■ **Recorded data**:
- - - -

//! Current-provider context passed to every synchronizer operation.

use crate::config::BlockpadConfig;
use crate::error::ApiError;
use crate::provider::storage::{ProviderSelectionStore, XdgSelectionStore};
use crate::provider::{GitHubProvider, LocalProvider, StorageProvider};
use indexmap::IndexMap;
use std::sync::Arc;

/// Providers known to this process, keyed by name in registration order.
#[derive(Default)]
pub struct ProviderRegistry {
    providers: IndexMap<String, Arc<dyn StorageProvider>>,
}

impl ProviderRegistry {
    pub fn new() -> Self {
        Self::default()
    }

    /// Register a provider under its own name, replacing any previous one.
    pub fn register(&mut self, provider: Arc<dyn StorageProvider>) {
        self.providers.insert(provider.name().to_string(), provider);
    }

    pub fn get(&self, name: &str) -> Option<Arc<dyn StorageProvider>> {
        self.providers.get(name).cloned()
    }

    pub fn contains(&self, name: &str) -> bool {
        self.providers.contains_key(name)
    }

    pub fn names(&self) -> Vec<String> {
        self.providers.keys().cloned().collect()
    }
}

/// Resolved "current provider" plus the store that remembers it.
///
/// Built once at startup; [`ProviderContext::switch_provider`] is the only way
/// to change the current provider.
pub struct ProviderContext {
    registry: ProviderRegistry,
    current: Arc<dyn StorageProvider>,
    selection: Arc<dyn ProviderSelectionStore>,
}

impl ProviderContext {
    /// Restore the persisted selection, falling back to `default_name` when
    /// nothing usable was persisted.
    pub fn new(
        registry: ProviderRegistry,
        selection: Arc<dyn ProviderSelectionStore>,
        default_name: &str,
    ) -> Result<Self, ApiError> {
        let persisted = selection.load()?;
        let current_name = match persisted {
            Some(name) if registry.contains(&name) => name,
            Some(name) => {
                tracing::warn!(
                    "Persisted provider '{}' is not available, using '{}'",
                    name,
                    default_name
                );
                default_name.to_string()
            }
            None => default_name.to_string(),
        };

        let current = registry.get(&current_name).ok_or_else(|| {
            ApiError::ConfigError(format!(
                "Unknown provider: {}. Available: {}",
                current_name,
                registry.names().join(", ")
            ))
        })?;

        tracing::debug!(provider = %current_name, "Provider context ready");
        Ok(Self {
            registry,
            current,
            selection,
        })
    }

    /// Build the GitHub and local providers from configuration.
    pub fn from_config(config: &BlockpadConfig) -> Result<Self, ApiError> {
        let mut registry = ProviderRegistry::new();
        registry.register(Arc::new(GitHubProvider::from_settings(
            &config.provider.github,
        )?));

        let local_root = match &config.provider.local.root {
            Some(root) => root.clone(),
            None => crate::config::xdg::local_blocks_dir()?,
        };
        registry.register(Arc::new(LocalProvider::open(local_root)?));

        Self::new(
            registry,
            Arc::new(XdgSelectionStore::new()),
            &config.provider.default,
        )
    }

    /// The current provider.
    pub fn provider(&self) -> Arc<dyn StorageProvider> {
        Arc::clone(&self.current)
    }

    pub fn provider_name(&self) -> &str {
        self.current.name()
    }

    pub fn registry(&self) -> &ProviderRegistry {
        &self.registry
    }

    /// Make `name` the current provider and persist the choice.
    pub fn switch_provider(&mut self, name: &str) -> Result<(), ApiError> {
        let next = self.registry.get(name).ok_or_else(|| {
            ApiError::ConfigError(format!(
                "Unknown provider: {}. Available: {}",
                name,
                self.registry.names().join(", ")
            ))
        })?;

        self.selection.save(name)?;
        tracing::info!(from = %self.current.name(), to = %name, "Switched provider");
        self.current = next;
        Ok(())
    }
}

- - - -

■ **WHAT YOU HAVE TO DO**:
Write out every entry above, word for word.

■ **WRITTEN REPLY**:
//! Current-provider context passed to every synchronizer operation.

use crate::config::BlockpadConfig;
use crate::error::ApiError;
use crate::provider::storage::{ProviderSelectionStore, XdgSelectionStore};
use crate::provider::{GitHubProvider, LocalProvider, StorageProvider};
use indexmap::IndexMap;
use std::sync::Arc;

/// Providers known to this process, keyed by name in registration order.
#[derive(Default)]
pub struct ProviderRegistry {
    providers: IndexMap<String, Arc<dyn StorageProvider>>,
}

impl ProviderRegistry {
    pub fn new() -> Self {
        Self::default()
    }

    /// Register a provider under its own name, replacing any previous one.
    pub fn register(&mut self, provider: Arc<dyn StorageProvider>) {
        self.providers.insert(provider.name().to_string(), provider);
    }

    pub fn get(&self, name: &str) -> Option<Arc<dyn StorageProvider>> {
        self.providers.get(name).cloned()
    }

    pub fn contains(&self, name: &str) -> bool {
        self.providers.contains_key(name)
    }

    pub fn names(&self) -> Vec<String> {
        self.providers.keys().cloned().collect()
    }
}

/// Resolved "current provider" plus the store that remembers it.
///
/// Built once at startup; [`ProviderContext::switch_provider`] is the only way
/// to change the current provider.
pub struct ProviderContext {
    registry: ProviderRegistry,
    current: Arc<dyn StorageProvider>,
    selection: Arc<dyn ProviderSelectionStore>,
}

impl ProviderContext {
    /// Restore the persisted selection, falling back to `default_name` when
    /// nothing usable was persisted.
    pub fn new(
        registry: ProviderRegistry,
        selection: Arc<dyn ProviderSelectionStore>,
        default_name: &str,
    ) -> Result<Self, ApiError> {
        let persisted = selection.load()?;
        let current_name = match persisted {
            Some(name) if registry.contains(&name) => name,
            Some(name) => {
                tracing::warn!(
                    "Persisted provider '{}' is not available, using '{}'",
                    name,
                    default_name
                );
                default_name.to_string()
            }
            None => default_name.to_string(),
        };

        let current = registry.get(&current_name).ok_or_else(|| {
            ApiError::ConfigError(format!(
                "Unknown provider: {}. Available: {}",
                current_name,
                registry.names().join(", ")
            ))
        })?;

        tracing::debug!(provider = %current_name, "Provider context ready");
        Ok(Self {
            registry,
            current,
            selection,
        })
    }

    /// Build the GitHub and local providers from configuration.
    pub fn from_config(config: &BlockpadConfig) -> Result<Self, ApiError> {
        let mut registry = ProviderRegistry::new();
        registry.register(Arc::new(GitHubProvider::from_settings(
            &config.provider.github,
        )?));

        let local_root = match &config.provider.local.root {
            Some(root) => root.clone(),
            None => crate::config::xdg::local_blocks_dir()?,
        };
        registry.register(Arc::new(LocalProvider::open(local_root)?));

        Self::new(
            registry,
            Arc::new(XdgSelectionStore::new()),
            &config.provider.default,
        )
    }

    /// The current provider.
    pub fn provider(&self) -> Arc<dyn StorageProvider> {
        Arc::clone(&self.current)
    }

    pub fn provider_name(&self) -> &str {
        self.current.name()
    }

    pub fn registry(&self) -> &ProviderRegistry {
        &self.registry
    }

    /// Make `name` the current provider and persist the choice.
    pub fn switch_provider(&mut self, name: &str) -> Result<(), ApiError> {
        let next = self.registry.get(name).ok_or_else(|| {
            ApiError::ConfigError(format!(
                "Unknown provider: {}. Available: {}",
                name,
                self.registry.names().join(", ")
            ))
        })?;

        self.selection.save(name)?;
        tracing::info!(from = %self.current.name(), to = %name, "Switched provider");
        self.current = next;
        Ok(())
    }
}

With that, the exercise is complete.